Kemudian paduan suara gereja menyanyikan lagu-lagu rohani. Kemudian seorang tentara
berpangkat kapten membacakan kesalaahan-kesalahan Pattimura dan kawan-kawan untuk
kemudian membacakan keputusan vonis mati dengan digantung. Sebelum
digantung Pattimura mengucapkan sebuah kata-kata yang terkenal. ”Pattimura-
Pattimura tua boleh mati tetapi Pattimura-Pattimura muda akan bangkit kembali dan
melawan.” Akhirnya matilah Pattimura dan kawan-kawan. Jenazah-jenazah para
pemberontak ini dibiarkan bergantung di muka umum sampai membusuk.

Jean Lubbert-anak Van den Berg, memohon kepada Pemerintah Belanda agar ia diizinkan
melengkapi namanya menjadi Van den Berg Van Saparua untuk mengenang Pattimura.
Perlawanan rakyat Maluku berhenti setelah banyak pemimpin yang tertangkap atau
terbunuh.
 Sisingamangaraja XII (Pantuan Besar Ompu Pulo Batu) merupakan salah satu sosok Tokoh Pahlawan
Nasional yang berjuang di daerah Sumatra. Sebagai pemimpin kerajaan masyarakat Batak, beliau adalah
sosok yang sangat berkontribusi besar dalam upaya membela tanah Batak melawan penjajahan Belanda
saat Perang Batak yang terjadi selama 29 tahun (1878-1907).

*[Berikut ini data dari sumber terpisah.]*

//! Data model for the heating-link polling service.
//!
//! This crate holds everything the daemon needs to know about the device it
//! polls but that involves no I/O of its own: register specifications, the
//! raw-bytes-to-engineering-value codec, and the configuration types with
//! their loader.

pub mod codec;
pub mod config;
pub mod register;

pub use codec::{decode, CodecError};
pub use config::{
    AppConfig, ConfigError, DeviceConfig, OnlineCheckEntry, SmtpConfig, WebConfig, WindowLimits,
};
pub use register::{RegisterSpec, ValueFormat};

              Ada 2 alasan mengapa Sisingamangaraja XII melakukan perlawanan terhadap Belanda di


Sumatra, diantaranya :

1.    Adanya upaya kristenisasi yang dilakukan oleh Belanda dimana upaya ini dikhawatirkan mampu
menghilangkan tatanan tradisional dan bentuk kesatuan negeri yang telah ada secara turun temurun,
dan

2.    Adanya keinginan Belanda untuk menguasai seluruh tanah Batak.

              Untuk mencegah jatuhnya tanah Batak di tangan Belanda, Sisingamangaraja XII melakukan
berbagai bentuk perlawanan, antara lain :

1.    Melakukan kampanye keliling daerah-daerah guna menghimbau agar masyarakat mengusir para
zending yang memaksakan agama Kristen kepada penduduk.

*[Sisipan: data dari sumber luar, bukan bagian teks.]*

//! Alarm notification transport.
//!
//! The alarm monitor only knows the [`Notifier`] capability; the production
//! implementation delivers mails over SMTP. TLS, credentials and the
//! from/to/subject fields come from the alarm transport configuration.

use async_trait::async_trait;
use lettre::{
    message::Mailbox,
    transport::smtp::authentication::Credentials,
    AsyncSmtpTransport, AsyncTransport, Message, Tokio1Executor,
};
use tracing::debug;

use opto_model::SmtpConfig;

use crate::error::{OptoSrvError, Result};

/// Outbound notification capability.
#[async_trait]
pub trait Notifier: Send + Sync {
    async fn send(&self, subject: &str, body: &str) -> Result<()>;
}

/// SMTP mail notifier.
pub struct SmtpNotifier {
    mailer: AsyncSmtpTransport<Tokio1Executor>,
    from: Mailbox,
    to: Mailbox,
}

impl std::fmt::Debug for SmtpNotifier {
    fn fmt(&self, f: &mut std::fmt::Formatter<'_>) -> std::fmt::Result {
        f.debug_struct("SmtpNotifier")
            .field("from", &self.from)
            .field("to", &self.to)
            .finish()
    }
}

impl SmtpNotifier {
    pub fn from_config(config: &SmtpConfig) -> Result<Self> {
        let mut builder = if config.ssl {
            AsyncSmtpTransport::<Tokio1Executor>::relay(&config.server).map_err(|e| {
                OptoSrvError::notify(format!("invalid SMTP relay {}: {e}", config.server))
            })?
        } else {
            AsyncSmtpTransport::<Tokio1Executor>::builder_dangerous(&config.server)
        };
        builder = builder.port(config.port);

        if let (Some(username), Some(password)) = (&config.username, &config.password) {
            builder = builder.credentials(Credentials::new(username.clone(), password.clone()));
        }

        let from = parse_mailbox(&config.from)?;
        let to = parse_mailbox(&config.to)?;

        Ok(Self {
            mailer: builder.build(),
            from,
            to,
        })
    }
}

fn parse_mailbox(address: &str) -> Result<Mailbox> {
    address
        .parse()
        .map_err(|e| OptoSrvError::notify(format!("invalid mail address '{address}': {e}")))
}

#[async_trait]
impl Notifier for SmtpNotifier {
    async fn send(&self, subject: &str, body: &str) -> Result<()> {
        let mail = Message::builder()
            .from(self.from.clone())
            .to(self.to.clone())
            .subject(subject)
            .body(body.to_string())
            .map_err(|e| OptoSrvError::notify(format!("failed to build mail: {e}")))?;

        self.mailer
            .send(mail)
            .await
            .map_err(|e| OptoSrvError::notify(format!("smtp send failed: {e}")))?;

        debug!(subject, "alarm mail handed to SMTP transport");
        Ok(())
    }
}

#[cfg(test)]
mod tests {
    use super::*;

    fn smtp_config() -> SmtpConfig {
        SmtpConfig {
            server: "smtp.example.org".to_string(),
            port: 465,
            ssl: true,
            username: Some("heizung".to_string()),
            password: Some("secret".to_string()),
            from: "heizung@example.org".to_string(),
            to: "owner@example.org".to_string(),
            subject: "Heizung Alarm".to_string(),
        }
    }

    #[tokio::test]
    async fn test_notifier_builds_from_config() {
        assert!(SmtpNotifier::from_config(&smtp_config()).is_ok());

        let mut plain = smtp_config();
        plain.ssl = false;
        plain.username = None;
        plain.password = None;
        assert!(SmtpNotifier::from_config(&plain).is_ok());
    }

    #[test]
    fn test_bad_mail_address_is_rejected() {
        let mut config = smtp_config();
        config.to = "not an address".to_string();
        let err = SmtpNotifier::from_config(&config).unwrap_err();
        assert!(matches!(err, OptoSrvError::Notify(_)));
    }
}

2.    Mengusir para zending.

3.    Melakukan penyerbuan dan pembakaran terhadap pos-pos zending.

4.    Melakukan perlawanan terhadap gerakan pasukan Belanda di Bahal Batu.

5.    Mempersiapkan benteng pertahanan berupa benteng alam di dataran tinggi Toba dan Silindung.
6.    Mempersiapkan benteng pertahanan berupa benteng buatan di perkampungan.

7.    Menyerang dan menyergap berbagai pos Belanda yang ada di tanah Batak

8.    Juli 1889 Sisingamangaraja XII kembali angkat senjata melawan ekspedisi Belanda di Huta Puong.

9.    Sisingamangaraja XII bersama putera-puteranya Patuan Nagari dan Patuan Anggi beserta sisa
prajuritnya melakukan perlawanan terakhir di Aik Sibulbulon daerah Dairi.

Hasil akhir perlawanan Sisingamangaraja XII

              Pada akhirnya, hasil perlawanan yang dilakukan Sisingamangaraja XII beserta segenap
masyarakat Batak mengalami kekalahan. Taktik licik yang dilakukan Belanda dengan upaya menangkap
Boru Sagala, istri Sisingamangaraja XII dan dua anaknya, menyebabkan Sisingamangaraja XII mengalami
beban psikologi yang berat. 17 Juni 1907 Sisingamangaraja XII meninggal dalam perlawanan terakhirnya
di Aik Sibulbulon (Dairi) karena tertembak timah panas tepat di dadanya. Kedua putra dan seorang
putrinya ikut gugur di tangan Belanda. Dengan begitu usailah Perang Batak.